September 26, 2007, The Weekend Australian Magazine
Bees are disappearing off the face of the earth in their billions and everything from mobile phones to a deadly, blood-sucking mite to a mystery affliction called Colony Collapse Disorder has been blamed. Now [late, 2007] a team of American scientists has pointed the finger at Australian bees.
Denis Anderson is a bee pathologist, the world’s only general bee pathologist. Bearded, unassuming and smiley, his wild research past has taken him from the mountains of Laos to the endless cornfields of Minnesota. He has been chased by killer bees, watched the Giant Honey Bee in Malaysia’s jungles by moonlight, and been captivated by the sweet industrious nature of the Canadian leafcutter bee.
Anderson spends six months of the year in the Entomology department of Australia’s CSIRO in Canberra, sitting in a long quiet room with a large whiteboard and umpteen diagrams and pictures of bees. The other six months he spends on the road, tracking the mites, diseases and conditions that endanger the most important insect on earth.
Bees are what help keep Planet Earth in food and the most populous bee, responsible for pollinating much of the developed world’s fruit, flower, vegetable and nut crops, is the European honeybee, Apis mellifera.
But so few of us - from governments to big business to consumers - have bothered to understand this importance that, at the beginning of the 21stcentury, bees are facing a series of deadly threats and setbacks which could change not just their lives but our own.
Anderson’s own story turns out to be part of a much bigger tale of how we humans have let the bees down.

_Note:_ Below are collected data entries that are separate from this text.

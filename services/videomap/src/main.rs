//! videomap
//!
//! Generates cloud-free Sentinel-2 composite videos for a block of web-map
//! tiles and a GeoJSON manifest describing them.

use anyhow::{Context, Result};
use clap::Parser;
use tracing::{error, info};
use tracing_subscriber::{fmt, EnvFilter};

use videomap::Args;

fn main() {
    // Load .env file if present
    dotenvy::dotenv().ok();

    let args = Args::parse();
    init_tracing(&args.log_level, args.log_json);

    if let Err(e) = run(args) {
        error!("videomap failed: {:#}", e);
        std::process::exit(1);
    }
}

fn init_tracing(log_level: &str, json: bool) {
    let filter = EnvFilter::try_from_default_env().unwrap_or_else(|_| EnvFilter::new(log_level));

    let builder = fmt().with_env_filter(filter).with_target(true).with_level(true);
    if json {
        builder.json().init();
    } else {
        builder.init();
    }
}

fn run(args: Args) -> Result<()> {
    let mut runtime_builder = tokio::runtime::Builder::new_multi_thread();
    runtime_builder.enable_all();

    if let Some(threads) = args.worker_threads {
        runtime_builder.worker_threads(threads);
    }

    let runtime = runtime_builder
        .build()
        .context("Failed to create Tokio runtime")?;

    let settings = args.into_settings()?;
    info!(dst = %settings.dst.display(), zoom = settings.zoom, "Starting videomap");

    let manifest = runtime.block_on(videomap::run(settings))?;
    info!(
        tiles = manifest.features.len(),
        frames = manifest.frames.len(),
        "Done"
    );
    Ok(())
}
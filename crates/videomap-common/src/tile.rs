//! WebMercatorQuad tile arithmetic.
//!
//! Tiles use the XYZ convention: top-left origin, 256x256 pixels at every
//! zoom level, EPSG:3857 as the native CRS.

use serde::{Deserialize, Serialize};
use serde_json::{Map, Value};
use std::f64::consts::PI;

use crate::BoundingBox;

/// Tile edge length in pixels at `up = 0`.
pub const TILE_SIZE: u32 = 256;

/// WGS84 semi-major axis used by spherical Web Mercator.
const EARTH_RADIUS: f64 = 6_378_137.0;

/// Half the projected world width in meters.
const ORIGIN_SHIFT: f64 = PI * EARTH_RADIUS;

/// Latitude limit of the Web Mercator square.
const MAX_LATITUDE: f64 = 85.051_128_779_806_59;

/// Deepest zoom whose tile indices fit in `u32`.
pub const MAX_ZOOM: u32 = 30;

pub const GRID_NAME: &str = "WebMercatorQuad";
pub const GRID_CRS: &str = "http://www.opengis.net/def/crs/EPSG/0/3857";
pub const EPSG: u32 = 3857;

/// A tile coordinate (z/x/y).
#[derive(Debug, Clone, Copy, PartialEq, Eq, Hash, PartialOrd, Ord, Serialize, Deserialize)]
pub struct TileCoord {
    /// Zoom level
    pub z: u32,
    /// Column (x)
    pub x: u32,
    /// Row (y)
    pub y: u32,
}

impl TileCoord {
    pub fn new(z: u32, x: u32, y: u32) -> Self {
        Self { z, x, y }
    }

    /// Number of tiles along one axis at this zoom.
    ///
    /// Zoom levels past [`MAX_ZOOM`] count as [`MAX_ZOOM`].
    pub fn matrix_size(&self) -> u32 {
        1u32 << self.z.min(MAX_ZOOM)
    }

    /// `z-x-y`, used in output file names.
    pub fn file_key(&self) -> String {
        format!("{}-{}-{}", self.z, self.x, self.y)
    }

    /// All descendants of this tile at `zoom`, row by row.
    ///
    /// Returns an empty list when `zoom` is shallower than the tile itself or
    /// deeper than [`MAX_ZOOM`].
    pub fn children(&self, zoom: u32) -> Vec<TileCoord> {
        if zoom < self.z || zoom > MAX_ZOOM {
            return Vec::new();
        }
        let factor = 1u32 << (zoom - self.z);
        let mut out = Vec::with_capacity((factor * factor) as usize);
        for y in self.y * factor..(self.y + 1) * factor {
            for x in self.x * factor..(self.x + 1) * factor {
                out.push(TileCoord { z: zoom, x, y });
            }
        }
        out
    }

    /// Geographic (lon/lat) bounds of the tile.
    pub fn bounds(&self) -> BoundingBox {
        tile_bounds(self)
    }

    /// Web Mercator (meter) bounds of the tile.
    pub fn xy_bounds(&self) -> BoundingBox {
        tile_xy_bounds(self)
    }
}

impl std::fmt::Display for TileCoord {
    fn fmt(&self, f: &mut std::fmt::Formatter<'_>) -> std::fmt::Result {
        write!(f, "{}/{}/{}", self.z, self.x, self.y)
    }
}

/// Convert lat/lon to the tile containing it.
///
/// Latitudes beyond the Mercator limit are clamped onto the edge rows.
/// Returns `None` for zoom levels past [`MAX_ZOOM`].
pub fn latlon_to_tile(lat: f64, lon: f64, zoom: u32) -> Option<TileCoord> {
    if zoom > MAX_ZOOM {
        return None;
    }
    let size = 1u64.checked_shl(zoom)?;
    let n = size as f64;
    let max_index = size - 1;

    let lat_rad = lat.clamp(-MAX_LATITUDE, MAX_LATITUDE).to_radians();
    let x = ((lon + 180.0) / 360.0 * n).floor();
    let y = ((1.0 - lat_rad.tan().asinh() / PI) / 2.0 * n).floor();

    Some(TileCoord {
        z: zoom,
        x: (x.max(0.0) as u64).min(max_index) as u32,
        y: (y.max(0.0) as u64).min(max_index) as u32,
    })
}

/// Geographic (lon/lat) bounds of a tile.
pub fn tile_bounds(coord: &TileCoord) -> BoundingBox {
    let n = coord.matrix_size() as f64;

    let lon_min = coord.x as f64 / n * 360.0 - 180.0;
    let lon_max = (coord.x + 1) as f64 / n * 360.0 - 180.0;

    let lat_max = (PI * (1.0 - 2.0 * coord.y as f64 / n))
        .sinh()
        .atan()
        .to_degrees();
    let lat_min = (PI * (1.0 - 2.0 * (coord.y + 1) as f64 / n))
        .sinh()
        .atan()
        .to_degrees();

    BoundingBox::new(lon_min, lat_min, lon_max, lat_max)
}

/// Web Mercator bounds of a tile in meters.
pub fn tile_xy_bounds(coord: &TileCoord) -> BoundingBox {
    let span = 2.0 * ORIGIN_SHIFT / coord.matrix_size() as f64;

    let min_x = -ORIGIN_SHIFT + coord.x as f64 * span;
    let max_y = ORIGIN_SHIFT - coord.y as f64 * span;

    BoundingBox::new(min_x, max_y - span, min_x + span, max_y)
}

/// Center of a tile as (lon, lat).
pub fn tile_center(coord: &TileCoord) -> (f64, f64) {
    tile_bounds(coord).center()
}

/// Pixel edge of a tile rendered at `zoom + up` resolution.
pub fn tile_pixels(up: u32) -> u32 {
    TILE_SIZE << up
}

/// Tiles in a `width x height` block around `center`.
///
/// Offsets run from `-(n / 2)` to `n / 2` on each axis, columns outermost.
/// Tiles falling off the matrix are skipped.
pub fn neighborhood(center: &TileCoord, width: u32, height: u32) -> Vec<TileCoord> {
    let n = center.matrix_size() as i64;
    let half_w = (width / 2) as i64;
    let half_h = (height / 2) as i64;

    let mut tiles = Vec::new();
    for i in -half_w..=half_w {
        for j in -half_h..=half_h {
            let x = center.x as i64 + i;
            let y = center.y as i64 + j;
            if (0..n).contains(&x) && (0..n).contains(&y) {
                tiles.push(TileCoord::new(center.z, x as u32, y as u32));
            }
        }
    }
    tiles
}

/// A tile outline as a GeoJSON Feature.
#[derive(Debug, Clone, Serialize, Deserialize, PartialEq)]
pub struct TileFeature {
    #[serde(rename = "type")]
    pub type_: String,
    pub id: String,
    pub bbox: [f64; 4],
    pub geometry: PolygonGeometry,
    pub properties: Map<String, Value>,
}

/// GeoJSON Polygon geometry.
#[derive(Debug, Clone, Serialize, Deserialize, PartialEq)]
pub struct PolygonGeometry {
    #[serde(rename = "type")]
    pub type_: String,
    pub coordinates: Vec<Vec<[f64; 2]>>,
}

impl TileFeature {
    /// Attach an extra property, replacing any previous value.
    pub fn with_property(mut self, key: impl Into<String>, value: impl Into<Value>) -> Self {
        self.properties.insert(key.into(), value.into());
        self
    }
}

/// GeoJSON feature for a tile, outlined in lon/lat.
pub fn tile_feature(coord: &TileCoord) -> TileFeature {
    let bounds = tile_bounds(coord);

    let mut properties = Map::new();
    properties.insert(
        "title".to_string(),
        Value::from(format!("XYZ tile ({}, {}, {})", coord.x, coord.y, coord.z)),
    );
    properties.insert("grid_name".to_string(), Value::from(GRID_NAME));
    properties.insert("grid_crs".to_string(), Value::from(GRID_CRS));

    TileFeature {
        type_: "Feature".to_string(),
        id: format!("Tile(x={}, y={}, z={})", coord.x, coord.y, coord.z),
        bbox: bounds.to_array(),
        geometry: PolygonGeometry {
            type_: "Polygon".to_string(),
            coordinates: vec![bounds.ring()],
        },
        properties,
    }
}

#[cfg(test)]
mod tests {
    use super::*;

    #[test]
    fn test_zoom_past_limit() {
        assert_eq!(latlon_to_tile(40.0, -105.0, MAX_ZOOM + 2), None);
        assert!(latlon_to_tile(40.0, -105.0, MAX_ZOOM).is_some());
        assert!(TileCoord::new(29, 0, 0).children(MAX_ZOOM + 1).is_empty());
        assert_eq!(TileCoord::new(40, 0, 0).matrix_size(), 1 << MAX_ZOOM);
    }

    #[test]
    fn test_tile_pixels() {
        assert_eq!(tile_pixels(0), 256);
        assert_eq!(tile_pixels(1), 512);
        assert_eq!(tile_pixels(2), 1024);
    }

    #[test]
    fn test_file_key() {
        assert_eq!(TileCoord::new(12, 2148, 1584).file_key(), "12-2148-1584");
    }
}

In 2000, after eight years of working in and out of Papua New Guinea and throughout Asia, Anderson officially identified a vicious little mite, a parasite which had caused havoc around the honeybee world ever since it made its way out of Korea in the Fifties, possibly via Vladivostok and the Trans-Siberian Railway. Anderson named itVarroa destructor.√ Wherever varroa strikes, honeybees die and bee populations dwindle. (In fact, Anderson discovered two types of Varroa destructor, the Korean version and the Japanese; it’s the Korean which has caused most damage.)
“We had tagged the wrong beast”
At one stage of his research, everyone had thought Anderson was crazy. For decades, the world’s scientists had been blaming a completely different species of mite for the honeybee blight. But to their chagrin, Anderson turned out to be right. An American entomologist wrote a year later, “For years… we had tagged the wrong beast. One can imagine the wry response of rough-handed, smoky-smelling beekeepers: ‘What? You didn’t even have the right mite?’”
Varroa destructor hitch-hikes around the galaxy, hooking onto first one honeybee, alighting on a flower, and then hooking onto another bee until it gets a lift back into the hive where it starts reproducing on the bee with calamitous effects, weakening and deforming it and spreading lethal viruses.
By the Seventies, the mite had reached Europe. From there, it migrated around the world. To North America by the mid-Eighties, South American and South Africa by the Nineties and into the North Island of New Zealand by 2000. Four years later, it had infiltrated the South Island. New Zealand alone has lost 2000 beekeepers and more than 30,000 hives – that’s about 2,000,000,000 bees.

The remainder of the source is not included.